Quem localiza é quem assume uma parte do território como se estivesse construindo um mundo para si. Mas só o faz enquanto inserido de uma maneira particular em um coletivo, não enquanto elemento individual. O local é, assim, criado pelo desejo coletivo. Por causa disso, o local tem “cara”, tem “gosto”, tem “cheiro” e tem um conjunto de outras características que lhe são atribuídas pelos que nele (com)vivem. São as relações intersubjetivas e comunicacionais que o constituem e não uma simples coleção de indivíduos lançados sobre uma mesma porção do planeta. O local se (com)forma, não se detecta como quem localiza um acidente geográfico a partir, por exemplo, de uma foto de satélite.

É por isso que localizar não é encontrar um local, é criar um local. Mas esse já é o tema da próxima seção.


NOTAS E REFERÊNCIAS
(1) Quem quiser conhecer uma perspectiva não darwinista, não neo-darwinista e não determinista em termos genéticos deve ler, fundamentalmente, os livros de Lynn Margulis e Humberto Maturana. E também: Ho, Mae-Wan e P. T. Saunders, orgs. (1984). Beyond darwinism: introduction to the new evolutionary paradigm. London: Academic Press; Ho, Mae-Wan e S. W. Fox, orgs. (1988). Evolutionary processes and mataphors. London: Wiley; Ho, Mae-Wan (1998). Genetic engineering: dream or nightmare? Bath: Gateway Books; Strohman, Richard (mar., 1997). “The Coming Kuhnian Revolution in Biology”, Nature Biotechnology, vol. 15 e, sobretudo o mais recente Keller, Evelyn Fox (2000). The century of the gene. Cambridge, Mass.:Harvard University Press. Para uma abordagem simplificada de divulgação, pode-se ler ainda: Harman, Willis e Sahtouris, Elisabet (1998). Biologia revisada. São Paulo: Cultrix:, 2003; e Capra, Fritjof (2002). As conexões ocultas. São Paulo: Cultrix/Amana-Key, 2002 (em especial o capítulo seis).
(2) Strohman; op. cit.
(3) Cf. Dawkins, Richard (1998). Desvendando o Arco-Íris. São Paulo: Companhia das Letras, 2000.
(4) A acreditar no que diz o erudito Samuel Noah Kramer (por exemplo, em History Begins at Sumer. Philadelphia: University of Pennsylvania Press, 1981), parece incrível que há 6 mil anos, na antiga Mesopotâmia, já haviam se esboçado os protótipos de boa parte das instituições religiosas e laicas do chamado mundo civilizado posterior: o panteão de doze seres divinos (que depois foi replicado por praticamente todas as culturas subseqüentes), templos e sacerdotes, a monarquia, exércitos, artes da guerra e armamentos, escolas e parlamentos, justiça e tribunais, música e artes, construção, entalhação em madeira e gravação de metais, uso do couro e tecelagem, escrita e matemática e muitas outras coisas, totalizando mais de uma centena de “programas” (chamados de “ME”, espécies de “fórmulas divinas”).

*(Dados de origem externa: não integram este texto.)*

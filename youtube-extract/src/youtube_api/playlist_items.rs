//! YouTube PlaylistItems API types.

use crate::youtube_api::types::PageInfo;
use serde::{Deserialize, Serialize};

/// Response structure for the `playlistItems.list` API call.
///
/// See: <https://developers.google.com/youtube/v3/docs/playlistItems/list>
#[derive(Debug, Serialize, Deserialize)]
pub struct PlaylistItemListResponse {
    /// The value will be `youtube#playlistItemListResponse`.
    #[serde(default)]
    pub kind: String,
    #[serde(default)]
    pub items: Vec<PlaylistItem>,
    #[serde(rename = "pageInfo", default)]
    pub page_info: PageInfo,
    #[serde(rename = "nextPageToken")]
    pub next_page_token: Option<String>,
}

/// A `playlistItem` resource identifies one entry of a playlist.
///
/// Its `id` names the entry, not the video; the video is referenced through
/// [`PlaylistItemSnippet::resource_id`].
///
/// See: <https://developers.google.com/youtube/v3/docs/playlistItems#resource>
#[derive(Debug, Serialize, Deserialize)]
pub struct PlaylistItem {
    pub id: String,
    pub snippet: Option<PlaylistItemSnippet>,
}

#[derive(Debug, Serialize, Deserialize)]
pub struct PlaylistItemSnippet {
    pub title: String,
    /// Zero-based position of the entry within the playlist.
    pub position: Option<u32>,
    #[serde(rename = "resourceId")]
    pub resource_id: Option<ResourceId>,
}

#[derive(Debug, Serialize, Deserialize)]
pub struct ResourceId {
    pub kind: String,
    #[serde(rename = "videoId")]
    pub video_id: Option<String>,
}
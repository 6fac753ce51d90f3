use std::alloc;
use std::alloc::Layout;

use thiserror::Error;

/// An error type for tensor allocator operations.
#[derive(Debug, Error, PartialEq)]
pub enum TensorAllocatorError {
    /// The requested memory layout is invalid.
    #[error("Invalid tensor layout {0}")]
    LayoutError(core::alloc::LayoutError),

    /// The allocator returned a null pointer.
    #[error("Null pointer")]
    NullPointer,
}

/// A trait for allocating and deallocating raw memory for tensors.
///
/// The allocator identifies the memory backend a tensor lives on and travels
/// with its storage, so operations producing new tensors allocate from the
/// same backend as their inputs.
///
/// # Safety
///
/// The tensor allocator must be thread-safe.
pub trait TensorAllocator: Clone {
    /// Allocates memory with the given layout.
    fn alloc(&self, layout: Layout) -> Result<*mut u8, TensorAllocatorError>;

    /// Deallocates the memory previously allocated with the given layout.
    fn dealloc(&self, ptr: *mut u8, layout: Layout);
}

/// A tensor allocator that uses the system allocator.
#[derive(Clone, Default)]
pub struct CpuAllocator;

impl TensorAllocator for CpuAllocator {
    /// Allocates memory with the given layout.
    ///
    /// # Returns
    ///
    /// A non-null pointer to the allocated memory if successful, otherwise an error.
    fn alloc(&self, layout: Layout) -> Result<*mut u8, TensorAllocatorError> {
        let ptr = unsafe { alloc::alloc(layout) };
        if ptr.is_null() {
            Err(TensorAllocatorError::NullPointer)?
        }
        Ok(ptr)
    }

    /// Deallocates the memory at `ptr` with the given layout.
    ///
    /// # Safety
    ///
    /// The pointer must come from `alloc` with the same layout.
    #[allow(clippy::not_unsafe_ptr_arg_deref)]
    fn dealloc(&self, ptr: *mut u8, layout: Layout) {
        if !ptr.is_null() {
            unsafe { alloc::dealloc(ptr, layout) }
        }
    }
}
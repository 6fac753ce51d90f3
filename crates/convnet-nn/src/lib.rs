#![deny(missing_docs)]
#![doc = env!("CARGO_PKG_DESCRIPTION")]
//!
//! The crate implements the dense numerical kernels of a stride-1,
//! dilation-1 convolutional layer over row-major NHWC tensors: the forward
//! correlation plus bias, and the adjoint backward pass producing input,
//! filter and bias gradients. Max and average pooling kernels with their
//! backward passes complete the set. Serial kernels have rayon-parallel
//! siblings producing identical results.

/// 2D convolution kernels module.
pub mod conv2d;

/// Error types for the neural network operators.
pub mod error;

/// Padding policy for the convolution kernels.
pub mod padding;

/// 2D pooling kernels module.
pub mod pool2d;

pub use crate::error::NnError;
pub use crate::padding::Padding;
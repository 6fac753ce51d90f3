use convnet_tensor::{Tensor1, Tensor4, TensorAllocator};
use num_traits::Float;
use rayon::prelude::*;

use crate::error::NnError;
use crate::padding::Padding;

/// Loop extents shared by the forward and backward passes.
#[derive(Clone, Copy)]
struct ConvGeometry {
    batch: usize,
    src_h: usize,
    src_w: usize,
    src_c: usize,
    kernel_h: usize,
    kernel_w: usize,
    out_c: usize,
    dst_h: usize,
    dst_w: usize,
}

fn conv_geometry<T, A>(
    src: &Tensor4<T, A>,
    filters: &Tensor4<T, A>,
    padding: Padding,
) -> Result<ConvGeometry, NnError>
where
    T: Float,
    A: TensorAllocator,
{
    let [batch, src_h, src_w, src_c] = src.shape;
    let [kernel_h, kernel_w, in_c, out_c] = filters.shape;

    if src_c != in_c {
        return Err(NnError::ShapeMismatch(
            src.shape.to_vec(),
            filters.shape.to_vec(),
        ));
    }

    let (dst_h, dst_w) = padding.output_size((src_h, src_w), (kernel_h, kernel_w))?;

    Ok(ConvGeometry {
        batch,
        src_h,
        src_w,
        src_c,
        kernel_h,
        kernel_w,
        out_c,
        dst_h,
        dst_w,
    })
}

fn backward_geometry<T, A>(
    src: &Tensor4<T, A>,
    filters: &Tensor4<T, A>,
    grad_output: &Tensor4<T, A>,
    padding: Padding,
) -> Result<ConvGeometry, NnError>
where
    T: Float,
    A: TensorAllocator,
{
    let g = conv_geometry(src, filters, padding)?;
    let expected = [g.batch, g.dst_h, g.dst_w, g.out_c];
    if grad_output.shape != expected {
        return Err(NnError::ShapeMismatch(
            grad_output.shape.to_vec(),
            expected.to_vec(),
        ));
    }
    Ok(g)
}

/// Computes one output row (fixed batch item and output row index) of the
/// forward correlation into `dst_row`, a slice of length `dst_w * out_c`.
///
/// The kernel index ranges are clamped on both ends so the implied input
/// coordinate stays inside the input extent; out-of-range coordinates are
/// the virtual zero padding and contribute nothing.
fn forward_row<T, A>(
    src: &Tensor4<T, A>,
    filters: &Tensor4<T, A>,
    bias: &[T],
    dst_row: &mut [T],
    g: &ConvGeometry,
    pad: (usize, usize),
    n: usize,
    h: usize,
) where
    T: Float,
    A: TensorAllocator,
{
    let i_min = pad.0.saturating_sub(h);
    let i_max = g.kernel_h.min((g.src_h + pad.0).saturating_sub(h));
    for w in 0..g.dst_w {
        let j_min = pad.1.saturating_sub(w);
        let j_max = g.kernel_w.min((g.src_w + pad.1).saturating_sub(w));
        for c2 in 0..g.out_c {
            let mut sum = T::zero();
            for c1 in 0..g.src_c {
                for i in i_min..i_max {
                    let src_y = h + i - pad.0;
                    for j in j_min..j_max {
                        let src_x = w + j - pad.1;
                        sum = sum
                            + *src.get_unchecked([n, src_y, src_x, c1])
                                * *filters.get_unchecked([i, j, c1, c2]);
                    }
                }
            }
            dst_row[w * g.out_c + c2] = bias[c2] + sum;
        }
    }
}

/// Adds batch item `n`'s contribution to the bias gradient.
///
/// Per output channel the traversal is increasing row, then column, so the
/// floating-point summation order is fixed and reproducible.
fn bias_gradient_item<T, A>(grad_output: &Tensor4<T, A>, db: &mut [T], g: &ConvGeometry, n: usize)
where
    T: Float,
    A: TensorAllocator,
{
    for (c2, acc) in db.iter_mut().enumerate() {
        let mut sum = T::zero();
        for h2 in 0..g.dst_h {
            for w2 in 0..g.dst_w {
                sum = sum + *grad_output.get_unchecked([n, h2, w2, c2]);
            }
        }
        *acc = *acc + sum;
    }
}

/// Scatter-accumulates the input gradient of batch item `n` into `dx_item`,
/// a slice of length `src_h * src_w * src_c`.
///
/// The contributing kernel value is the 180-degree rotated
/// `K[k1-i-1, k2-j-1, c1, c2]`; the row/column ranges are clamped so the
/// corresponding upstream-gradient index stays in bounds (outside it is
/// implicitly zero).
fn input_gradient_item<T, A>(
    filters: &Tensor4<T, A>,
    grad_output: &Tensor4<T, A>,
    dx_item: &mut [T],
    g: &ConvGeometry,
    pad: (usize, usize),
    n: usize,
) where
    T: Float,
    A: TensorAllocator,
{
    for c2 in 0..g.out_c {
        for c1 in 0..g.src_c {
            for i in 0..g.kernel_h {
                let h_min = pad.0.saturating_sub(i);
                let h_max = g.src_h.min((g.dst_h + pad.0).saturating_sub(i));
                for j in 0..g.kernel_w {
                    let w_min = pad.1.saturating_sub(j);
                    let w_max = g.src_w.min((g.dst_w + pad.1).saturating_sub(j));
                    let k_val =
                        *filters.get_unchecked([g.kernel_h - i - 1, g.kernel_w - j - 1, c1, c2]);
                    for h1 in h_min..h_max {
                        let out_y = h1 + i - pad.0;
                        for w1 in w_min..w_max {
                            let out_x = w1 + j - pad.1;
                            let idx = (h1 * g.src_w + w1) * g.src_c + c1;
                            dx_item[idx] = dx_item[idx]
                                + *grad_output.get_unchecked([n, out_y, out_x, c2]) * k_val;
                        }
                    }
                }
            }
        }
    }
}

/// Adds batch item `n`'s contribution to the filter gradient in `dw`, a
/// slice of length `kernel_h * kernel_w * src_c * out_c`.
fn filter_gradient_item<T, A>(
    src: &Tensor4<T, A>,
    grad_output: &Tensor4<T, A>,
    dw: &mut [T],
    g: &ConvGeometry,
    pad: (usize, usize),
    n: usize,
) where
    T: Float,
    A: TensorAllocator,
{
    for i in 0..g.kernel_h {
        let h_min = pad.0.saturating_sub(i);
        let h_max = g.dst_h.min((g.src_h + pad.0).saturating_sub(i));
        for j in 0..g.kernel_w {
            let w_min = pad.1.saturating_sub(j);
            let w_max = g.dst_w.min((g.src_w + pad.1).saturating_sub(j));
            for c1 in 0..g.src_c {
                for c2 in 0..g.out_c {
                    let mut sum = T::zero();
                    for h2 in h_min..h_max {
                        let src_y = h2 + i - pad.0;
                        for w2 in w_min..w_max {
                            let src_x = w2 + j - pad.1;
                            sum = sum
                                + *src.get_unchecked([n, src_y, src_x, c1])
                                    * *grad_output.get_unchecked([n, h2, w2, c2]);
                        }
                    }
                    let idx = ((i * g.kernel_w + j) * g.src_c + c1) * g.out_c + c2;
                    dw[idx] = dw[idx] + sum;
                }
            }
        }
    }
}

/// Computes the forward pass of a stride-1 2D convolution layer.
///
/// Every output element is the correlation of the input window with the
/// filter bank plus the per-channel bias:
///
/// `dst[n,h,w,c2] = bias[c2] + sum over (c1,i,j) of src[n, h+i-pad_x, w+j-pad_y, c1] * filters[i,j,c1,c2]`
///
/// Zero padding is virtual: the kernel index ranges are clamped per output
/// position instead of reading a padded buffer.
///
/// # Arguments
///
/// * `src` - Input tensor of shape `[N, H1, W1, C1]`.
/// * `filters` - Filter bank of shape `[k1, k2, C1, C2]`.
/// * `bias` - Bias tensor of shape `[C2]`.
/// * `padding` - The padding policy determining the output spatial size.
///
/// # Returns
///
/// A freshly allocated output tensor of shape `[N, H2, W2, C2]`.
///
/// # Errors
///
/// Returns [`NnError::ShapeMismatch`] when the channel dimensions disagree,
/// or [`NnError::KernelTooLarge`] when `"valid"` padding yields a
/// non-positive output dimension.
///
/// # Example
///
/// ```
/// use convnet_nn::conv2d::conv2d_forward;
/// use convnet_nn::padding::Padding;
/// use convnet_tensor::{CpuAllocator, Tensor1, Tensor4};
///
/// // 3x3 identity image convolved with a 2x2 diagonal kernel
/// let src = Tensor4::<f64, CpuAllocator>::from_shape_fn(
///     [1, 3, 3, 1],
///     CpuAllocator,
///     |[_, h, w, _]| if h == w { 1.0 } else { 0.0 },
/// );
/// let filters = Tensor4::<f64, CpuAllocator>::from_shape_vec(
///     [2, 2, 1, 1],
///     vec![1.0, 0.0, 0.0, 1.0],
///     CpuAllocator,
/// ).unwrap();
/// let bias = Tensor1::<f64, CpuAllocator>::from_shape_val([1], 0.0, CpuAllocator);
///
/// let dst = conv2d_forward(&src, &filters, &bias, Padding::Valid).unwrap();
/// assert_eq!(dst.shape, [1, 2, 2, 1]);
/// assert_eq!(dst.as_slice(), &[2.0, 0.0, 0.0, 2.0]);
/// ```
pub fn conv2d_forward<T, A>(
    src: &Tensor4<T, A>,
    filters: &Tensor4<T, A>,
    bias: &Tensor1<T, A>,
    padding: Padding,
) -> Result<Tensor4<T, A>, NnError>
where
    T: Float,
    A: TensorAllocator,
{
    let g = conv_geometry(src, filters, padding)?;
    if bias.shape[0] != g.out_c {
        return Err(NnError::ShapeMismatch(bias.shape.to_vec(), vec![g.out_c]));
    }
    let pad = padding.forward_offsets((g.kernel_h, g.kernel_w));

    let mut dst = Tensor4::from_shape_val(
        [g.batch, g.dst_h, g.dst_w, g.out_c],
        T::zero(),
        src.storage.alloc().clone(),
    );

    let row_len = g.dst_w * g.out_c;
    if row_len > 0 {
        for (idx, dst_row) in dst.as_slice_mut().chunks_exact_mut(row_len).enumerate() {
            let (n, h) = (idx / g.dst_h, idx % g.dst_h);
            forward_row(src, filters, bias.as_slice(), dst_row, &g, pad, n, h);
        }
    }

    Ok(dst)
}
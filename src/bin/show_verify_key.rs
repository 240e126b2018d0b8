//! Prints the Ed25519 verifying key for the configured signing seed.
//!
//! Receipt consumers need this key (and the key id) to verify receipts
//! out of band.
//!
//! ```bash
//! PG_SIGNING_SEED=... cargo run --bin show_verify_key
//! ```

use privacyguard::application::{ReceiptLedger, PUBLIC_KEY_ID};

fn to_hex(bytes: &[u8]) -> String {
    bytes.iter().map(|b| format!("{b:02x}")).collect()
}

fn main() {
    let ledger = ReceiptLedger::from_env();
    let key = ledger.verifying_key();

    println!("public_key_id={PUBLIC_KEY_ID}");
    println!("verify_key_hex={}", to_hex(key.as_bytes()));
}
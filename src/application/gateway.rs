//! Query gateway: compose parse, analysis, rewrite, execution, receipt.
//!
//! Three public operations mirror the external surface: `analyze` (no
//! receipt), `execute` (receipt on every executed query), and `verify`.
//! The receipt always embeds the analysis of the SQL that actually
//! executed, so a rewritten query is re-analyzed before issuance.

use std::sync::Arc;

use serde::Serialize;
use serde_json::Value;

use crate::domain::{
    parse, AggregateValue, Analysis, Decision, FactorCode, Policy, Receipt, ReceiptDecision,
    ResultSummary,
};
use crate::ports::QueryEvaluator;
use crate::PrivacyGuardError;

use super::receipts::{IssueRequest, ReceiptLedger, VerifyOutcome};
use super::rewrite::{minimal_safe_rewrite, propose_rewrite, RewriteCandidate};
use super::risk::RiskEngine;

/// Analysis plus an optional suggested rewrite.
#[derive(Debug, Clone, Serialize)]
pub struct AnalyzeOutcome {
    #[serde(flatten)]
    pub analysis: Analysis,
    pub suggested_rewrite_sql: Option<String>,
}

#[derive(Debug, Clone, Copy, PartialEq, Eq, Serialize)]
#[serde(rename_all = "lowercase")]
pub enum ExecuteStatus {
    Ok,
    Blocked,
}

/// One row of an executed result.
#[derive(Debug, Clone, Serialize)]
pub struct ResultRow {
    pub metric: String,
    pub value: Option<AggregateValue>,
}

/// The executed result: a single aggregate row.
#[derive(Debug, Clone, Serialize)]
pub struct QueryResult {
    pub rows: u32,
    pub data: Vec<ResultRow>,
}

/// Outcome of `execute`.
#[derive(Debug, Clone, Serialize)]
pub struct ExecuteOutcome {
    pub status: ExecuteStatus,
    #[serde(skip_serializing_if = "Option::is_none")]
    pub final_sql: Option<String>,
    #[serde(skip_serializing_if = "Option::is_none")]
    pub result: Option<QueryResult>,
    #[serde(skip_serializing_if = "Option::is_none")]
    pub receipt: Option<Receipt>,
    pub analysis: Analysis,
    #[serde(skip_serializing_if = "Option::is_none")]
    pub reason: Option<String>,
}

impl ExecuteOutcome {
    fn blocked(analysis: Analysis, reason: Option<String>, final_sql: Option<String>) -> Self {
        Self {
            status: ExecuteStatus::Blocked,
            final_sql,
            result: None,
            receipt: None,
            analysis,
            reason,
        }
    }
}

/// The gateway service: one evaluator, one risk engine, one receipt chain.
pub struct QueryGateway<E>
where
    E: QueryEvaluator,
{
    evaluator: Arc<E>,
    risk: RiskEngine<E>,
    ledger: ReceiptLedger,
}

impl<E> QueryGateway<E>
where
    E: QueryEvaluator,
{
    pub fn new(evaluator: Arc<E>, ledger: ReceiptLedger) -> Self {
        let risk = RiskEngine::new(Arc::clone(&evaluator));
        Self {
            evaluator,
            risk,
            ledger,
        }
    }

    /// The receipt ledger (chain head access, out-of-band verification).
    #[must_use]
    pub fn ledger(&self) -> &ReceiptLedger {
        &self.ledger
    }

    /// Analyze a query without executing it. When policy demands a
    /// rewrite, the heuristic suggestion is attached. No receipt.
    pub fn analyze(&self, sql: &str, policy: &Policy) -> AnalyzeOutcome {
        let analysis = self.risk.analyze(sql, policy);
        tracing::debug!(
            "analyze: decision={} score={}",
            analysis.decision,
            analysis.risk_score
        );

        let suggested_rewrite_sql = (analysis.decision == Decision::Rewrite).then(|| {
            propose_rewrite(sql, &analysis, policy.enable_drop_predicate).rewritten_sql
        });

        AnalyzeOutcome {
            analysis,
            suggested_rewrite_sql,
        }
    }

    /// Run the minimal-IL lattice search for a query.
    pub fn search_rewrite(&self, sql: &str, policy: &Policy) -> RewriteCandidate {
        minimal_safe_rewrite(&self.risk, sql, policy)
    }

    /// Execute a query under policy, issuing a receipt for whatever ran.
    ///
    /// Blocked outcomes (parser rejection, declined rewrite) carry no
    /// receipt. A store failure during final execution propagates as an
    /// error and the receipt chain does not advance.
    ///
    /// # Errors
    /// Returns error if the store fails during execution or the receipt
    /// cannot be issued.
    pub fn execute(
        &self,
        sql: &str,
        accept_rewrite: bool,
        policy: &Policy,
    ) -> Result<ExecuteOutcome, PrivacyGuardError> {
        let raw_analysis = self.risk.analyze(sql, policy);

        if raw_analysis.decision == Decision::Block {
            return Ok(ExecuteOutcome::blocked(raw_analysis, None, None));
        }

        // An unreachable store yields a conservative REWRITE analysis; there
        // is nothing to execute against, so return it as-is.
        if raw_analysis.has_factor(FactorCode::DbNotReady) {
            return Ok(ExecuteOutcome::blocked(
                raw_analysis,
                Some("Store unavailable; query not executed".to_string()),
                None,
            ));
        }

        if raw_analysis.decision == Decision::Rewrite && !accept_rewrite {
            return Ok(ExecuteOutcome::blocked(
                raw_analysis,
                Some("Rewrite required by policy".to_string()),
                None,
            ));
        }

        let mut final_sql = sql.trim().to_string();
        let mut applied_rules: Vec<String> = Vec::new();
        if raw_analysis.decision == Decision::Rewrite && accept_rewrite {
            let proposal = propose_rewrite(sql, &raw_analysis, policy.enable_drop_predicate);
            final_sql = proposal.rewritten_sql;
            applied_rules = proposal.applied_rules;
        }

        // The rewritten query must itself pass the restricted grammar.
        let pq = match parse(&final_sql) {
            Ok(pq) => pq,
            Err(reason) => {
                return Ok(ExecuteOutcome::blocked(
                    raw_analysis,
                    Some(reason.to_string()),
                    Some(final_sql),
                ));
            }
        };

        let value = self.evaluator.aggregate(&pq)?;
        let metric = pq.metric_label();
        let result = QueryResult {
            rows: 1,
            data: vec![ResultRow {
                metric: metric.clone(),
                value,
            }],
        };

        // Receipts record the posture of what executed, not what was
        // submitted.
        let final_analysis = self.risk.analyze(&final_sql, policy);

        let rewritten = final_sql != sql.trim();
        let decision = if rewritten {
            ReceiptDecision::RewriteAndExecute
        } else {
            ReceiptDecision::from(raw_analysis.decision)
        };

        let receipt = self.ledger.issue(&IssueRequest {
            raw_sql: sql,
            rewritten_sql: rewritten.then_some(final_sql.as_str()),
            decision,
            analysis: &final_analysis,
            applied_rules: &applied_rules,
            result_summary: Some(ResultSummary {
                rows: result.rows,
                aggregates: vec![metric],
            }),
            policy,
        })?;

        Ok(ExecuteOutcome {
            status: ExecuteStatus::Ok,
            final_sql: Some(final_sql),
            result: Some(result),
            receipt: Some(receipt),
            analysis: final_analysis,
            reason: None,
        })
    }

    /// Verify a receipt produced by this gateway's key.
    #[must_use]
    pub fn verify(&self, receipt: &Value) -> VerifyOutcome {
        self.ledger.verify(receipt)
    }
}

#[cfg(test)]
mod tests {
    use super::*;
    use crate::adapters::SqliteEvaluator;
    use crate::domain::schema::PatientRecord;

    fn gateway_with_rows(rows: &[(i64, i64, i64, i64)]) -> QueryGateway<SqliteEvaluator> {
        let store = SqliteEvaluator::in_memory().expect("Should create db");
        for &(age, sex, cp, chol) in rows {
            store
                .insert_record(&PatientRecord {
                    age,
                    sex,
                    cp,
                    trestbps: None,
                    chol,
                    fbs: None,
                    thalach: None,
                    target: None,
                })
                .expect("Should insert");
        }
        QueryGateway::new(Arc::new(store), ReceiptLedger::from_seed("gateway-test"))
    }

    fn diverse_rows(n: i64) -> Vec<(i64, i64, i64, i64)> {
        (0..n)
            .map(|i| (40 + (i % 30), i % 2, i % 5, 160 + (i * 7) % 120))
            .collect()
    }

    #[test]
    fn test_analyze_attaches_suggestion_only_on_rewrite() {
        let gateway = gateway_with_rows(&diverse_rows(40));

        let outcome = gateway.analyze("SELECT AVG(chol) FROM patient_records", &Policy::default());
        assert_eq!(outcome.analysis.decision, Decision::Allow);
        assert!(outcome.suggested_rewrite_sql.is_none());

        let outcome = gateway.analyze(
            "SELECT AVG(chol) FROM patient_records WHERE age = 41 AND sex = 1 AND cp = 1",
            &Policy::default(),
        );
        assert_eq!(outcome.analysis.decision, Decision::Rewrite);
        let suggestion = outcome.suggested_rewrite_sql.expect("Should suggest");
        assert!(suggestion.contains("age_band = '40-49'"));
    }

    #[test]
    fn test_execute_requires_rewrite_acceptance() {
        let gateway = gateway_with_rows(&diverse_rows(40));
        let sql = "SELECT AVG(chol) FROM patient_records WHERE age = 41 AND sex = 1 AND cp = 1";

        let outcome = gateway
            .execute(sql, false, &Policy::default())
            .expect("Should run");
        assert_eq!(outcome.status, ExecuteStatus::Blocked);
        assert_eq!(outcome.reason.as_deref(), Some("Rewrite required by policy"));
        assert!(outcome.receipt.is_none());
    }

    #[test]
    fn test_execute_rewrites_and_reanalyzes() {
        let gateway = gateway_with_rows(&diverse_rows(60));
        let sql = "SELECT AVG(chol) FROM patient_records WHERE age = 41 AND sex = 1 AND cp = 1";

        let outcome = gateway
            .execute(sql, true, &Policy::default())
            .expect("Should run");
        assert_eq!(outcome.status, ExecuteStatus::Ok);

        let final_sql = outcome.final_sql.expect("Should have final sql");
        assert!(final_sql.contains("age_band = '40-49'"));

        let receipt = outcome.receipt.expect("Should issue receipt");
        assert_eq!(receipt.rewrite.decision, ReceiptDecision::RewriteAndExecute);
        assert_eq!(receipt.query.rewritten_sql.as_deref(), Some(final_sql.as_str()));
        // Post-rewrite analysis is the one embedded.
        assert_eq!(receipt.risk_assessment.k_est, outcome.analysis.k_est);
        assert!(outcome.analysis.k_est > 2);
    }

    #[test]
    fn test_execute_returns_analysis_when_store_unreachable() {
        use crate::application::risk::tests::StubEvaluator;

        let gateway = QueryGateway::new(
            Arc::new(StubEvaluator {
                k: 0,
                l: 0,
                unavailable: true,
            }),
            ReceiptLedger::from_seed("gateway-test"),
        );

        let outcome = gateway
            .execute("SELECT AVG(chol) FROM patient_records", true, &Policy::default())
            .expect("Should run");
        assert_eq!(outcome.status, ExecuteStatus::Blocked);
        assert!(outcome.analysis.has_factor(FactorCode::DbNotReady));
        assert!(outcome.receipt.is_none());
    }

    #[test]
    fn test_execute_blocked_sql_issues_no_receipt() {
        let gateway = gateway_with_rows(&diverse_rows(40));
        let outcome = gateway
            .execute(
                "SELECT AVG(chol) FROM patient_records; --",
                true,
                &Policy::default(),
            )
            .expect("Should run");
        assert_eq!(outcome.status, ExecuteStatus::Blocked);
        assert_eq!(outcome.analysis.decision, Decision::Block);
        assert!(outcome.receipt.is_none());
        assert!(gateway.ledger().chain_head().is_none());
    }
}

O mais incrível é que esses misteriosos “ME” eram conhecimentos armazenáveis. As várias versões da autêntica narrativa suméria “Enki e Inanna” sugerem, curiosamente, que os “ME” podiam ser transportados, ou seja, eram objetos físicos, como se fossem disquetes. Segundo a assirióloga Gwendolyn Leick (2001), em Mesopotâmia: a invenção da cidade (Rio de Janeiro: Imago, 2003), “ME” é um “termo sumeriano que abrange todas aquelas instituições, leis, formas de comportamento social, emoções e símbolos... que, em sua totalidade, eram vistos como indispensáveis ao funcionamento regular do mundo”.